▶ _How to complete this task_
Find the lines below in which the string "KeyHasher" occurs. Copy each one.
=== Source data ===
//! Collaborator traits for the retrieval pipeline.
//!
//! The orchestrator depends on three capability-specific traits rather than
//! one "god trait":
//! - [`EmbeddingBackend`] turns query text into a vector
//! - [`VectorIndex`] finds scored passages near a vector
//! - [`GenerationBackend`] writes the answer, optionally streamed
//!
//! Corpus owners report document mutations through [`CorpusListener`] so
//! caches holding search results can drop them.
//!
//! None of these traits retry. A failure is returned as-is and the
//! orchestrator tags it with the stage it came from.

use std::pin::Pin;

use async_trait::async_trait;
use futures_util::{Stream, stream};

use crate::Result;
use crate::types::{Embedding, GenerateEvent, GenerateResponse, GenerationRequest, SearchQuery, SearchResult};

// ============================================================================
// Embedding Backend
// ============================================================================

/// Produces query embeddings.
#[async_trait]
pub trait EmbeddingBackend: Send + Sync {
    /// Backend name for logging/debugging.
    fn name(&self) -> &str;

    /// Identifier of the model producing the vectors. Part of every cache key.
    fn model(&self) -> &str;

    /// Embed a single text.
    async fn embed(&self, text: &str) -> Result<Embedding>;

    /// Embed several texts.
    ///
    /// Default implementation calls `embed` sequentially.
    async fn embed_batch(&self, texts: &[&str]) -> Result<Vec<Embedding>> {
        let mut results = Vec::with_capacity(texts.len());
        for text in texts {
            results.push(self.embed(text).await?);
        }
        Ok(results)
    }
}

// ============================================================================
// Vector Index
// ============================================================================

/// Similarity search over the passage corpus.
#[async_trait]
pub trait VectorIndex: Send + Sync {
    /// Index name for logging/debugging.
    fn name(&self) -> &str;

    /// Return at most `query.top_k` passages scoring at least
    /// `query.score_threshold` and matching every filter condition.
    async fn search(&self, query: &SearchQuery) -> Result<Vec<SearchResult>>;
}

// ============================================================================
// Generation Backend
// ============================================================================

/// Stream of generation events.
pub type GenerateStream = Pin<Box<dyn Stream<Item = Result<GenerateEvent>> + Send>>;

/// Writes the grounded answer.
#[async_trait]
pub trait GenerationBackend: Send + Sync {
    /// Backend name for logging/debugging.
    fn name(&self) -> &str;

    /// Non-streaming generation.
    async fn generate(&self, request: &GenerationRequest) -> Result<GenerateResponse>;

    /// Streaming generation.
    ///
    /// Default implementation runs [`generate`](Self::generate) and emits the
    /// whole answer as one chunk.
    async fn generate_stream(&self, request: &GenerationRequest) -> Result<GenerateStream> {
        let response = self.generate(request).await?;
        let events = vec![Ok(GenerateEvent::Text(response.text)), Ok(GenerateEvent::Done)];
        Ok(Box::pin(stream::iter(events)))
    }
}

// ============================================================================
// Corpus changes
// ============================================================================

/// A mutation of the indexed corpus.
#[derive(Debug, Clone, PartialEq, Eq)]
pub enum CorpusChange {
    DocumentAdded { document_id: String },
    DocumentUpdated { document_id: String },
    DocumentDeleted { document_id: String },
    /// The whole index was rebuilt.
    Reindexed,
}

impl CorpusChange {
    /// Affected document, `None` for a full re-index.
    pub fn document_id(&self) -> Option<&str> {
        match self {
            CorpusChange::DocumentAdded { document_id }
            | CorpusChange::DocumentUpdated { document_id }
            | CorpusChange::DocumentDeleted { document_id } => Some(document_id),
            CorpusChange::Reindexed => None,
        }
    }
}

/// Receives corpus mutations.
#[async_trait]
pub trait CorpusListener: Send + Sync {
    async fn on_corpus_change(&self, change: &CorpusChange);
}

#[cfg(test)]
mod tests {
    use super::*;
    use futures_util::StreamExt;

    struct Echo;

    #[async_trait]
    impl GenerationBackend for Echo {
        fn name(&self) -> &str {
            "echo"
        }

        async fn generate(&self, request: &GenerationRequest) -> Result<GenerateResponse> {
            Ok(GenerateResponse {
                text: request.prompt.clone(),
                model: None,
            })
        }
    }

    #[tokio::test]
    async fn default_stream_wraps_generate() {
        let stream = Echo
            .generate_stream(&GenerationRequest::new("hello"))
            .await
            .unwrap();
        let events: Vec<_> = stream.map(|e| e.unwrap()).collect().await;
        assert_eq!(
            events,
            vec![GenerateEvent::Text("hello".into()), GenerateEvent::Done]
        );
    }

    #[test]
    fn reindex_has_no_document() {
        assert_eq!(CorpusChange::Reindexed.document_id(), None);
        let change = CorpusChange::DocumentDeleted {
            document_id: "d1".into(),
        };
        assert_eq!(change.document_id(), Some("d1"));
    }
}
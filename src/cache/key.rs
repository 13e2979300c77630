//! Query normalization and cache key derivation.
//!
//! Keys are `"{namespace}:{sha256-hex}"`. SHA-256 over length-prefixed
//! components keeps keys stable across processes, which the shared tier
//! needs, and the namespace prefix lets [`delete_by_prefix`](super::TieredCache::delete_by_prefix)
//! drop a whole cache type at once.

use sha2::{Digest, Sha256};

use crate::types::FilterConditions;

/// Namespace for cached query embeddings.
pub const EMBED_NAMESPACE: &str = "embed";

/// Namespace for cached search results.
pub const SEARCH_NAMESPACE: &str = "search";

/// Normalize query text: trim, case-fold, collapse internal whitespace.
///
/// ```rust
/// # use mimir::cache::normalize_query;
/// assert_eq!(normalize_query("  What is\tDiabetes? "), "what is diabetes?");
/// ```
pub fn normalize_query(text: &str) -> String {
    let mut normalized = String::with_capacity(text.len());
    for word in text.split_whitespace() {
        if !normalized.is_empty() {
            normalized.push(' ');
        }
        normalized.extend(word.chars().flat_map(char::to_lowercase));
    }
    normalized
}

/// Key prefix covering every entry of `namespace`.
pub fn namespace_prefix(namespace: &str) -> String {
    format!("{namespace}:")
}

/// Logical namespace of a key (text before the first `:`).
pub fn namespace_of(key: &str) -> &str {
    key.split_once(':').map(|(ns, _)| ns).unwrap_or("default")
}

/// Embedding cache key for already-normalized text.
pub fn embedding_key(normalized_query: &str, model: &str) -> String {
    let mut hasher = KeyHasher::new(EMBED_NAMESPACE);
    hasher.field(model.as_bytes());
    hasher.field(normalized_query.as_bytes());
    hasher.finish()
}

/// Search-result cache key for already-normalized text.
///
/// Every retrieval parameter takes part in the hash, so changing the
/// threshold or a single filter value never reuses another entry.
pub fn search_key(
    normalized_query: &str,
    model: &str,
    top_k: usize,
    score_threshold: f32,
    filter: &FilterConditions,
) -> String {
    let mut canonical_filter = String::new();
    write_canonical_object(filter.iter(), &mut canonical_filter);

    let mut hasher = KeyHasher::new(SEARCH_NAMESPACE);
    hasher.field(model.as_bytes());
    hasher.field(normalized_query.as_bytes());
    hasher.field(&(top_k as u64).to_be_bytes());
    hasher.field(&score_threshold.to_bits().to_be_bytes());
    hasher.field(canonical_filter.as_bytes());
    hasher.finish()
}

struct KeyHasher {
    namespace: &'static str,
    inner: Sha256,
}

impl KeyHasher {
    fn new(namespace: &'static str) -> Self {
        Self {
            namespace,
            inner: Sha256::new(),
        }
    }

    /// Length prefix keeps `("ab", "c")` and `("a", "bc")` apart.
    fn field(&mut self, bytes: &[u8]) {
        self.inner.update((bytes.len() as u64).to_be_bytes());
        self.inner.update(bytes);
    }

    fn finish(self) -> String {
        format!("{}:{:x}", self.namespace, self.inner.finalize())
    }
}

/// Serialize JSON with object keys sorted at every depth.
fn write_canonical(value: &serde_json::Value, out: &mut String) {
    match value {
        serde_json::Value::Object(map) => {
            let mut entries: Vec<_> = map.iter().collect();
            entries.sort_by(|a, b| a.0.cmp(b.0));
            write_canonical_object(entries.into_iter(), out);
        }
        serde_json::Value::Array(items) => {
            out.push('[');
            for (i, item) in items.iter().enumerate() {
                if i > 0 {
                    out.push(',');
                }
                write_canonical(item, out);
            }
            out.push(']');
        }
        scalar => out.push_str(&scalar.to_string()),
    }
}

fn write_canonical_object<'a>(
    entries: impl Iterator<Item = (&'a String, &'a serde_json::Value)>,
    out: &mut String,
) {
    out.push('{');
    for (i, (key, value)) in entries.enumerate() {
        if i > 0 {
            out.push(',');
        }
        out.push_str(&serde_json::Value::String(key.clone()).to_string());
        out.push(':');
        write_canonical(value, out);
    }
    out.push('}');
}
===
▶ _Your solution_
    let mut hasher = KeyHasher::new(EMBED_NAMESPACE);
    let mut hasher = KeyHasher::new(SEARCH_NAMESPACE);
struct KeyHasher {
impl KeyHasher {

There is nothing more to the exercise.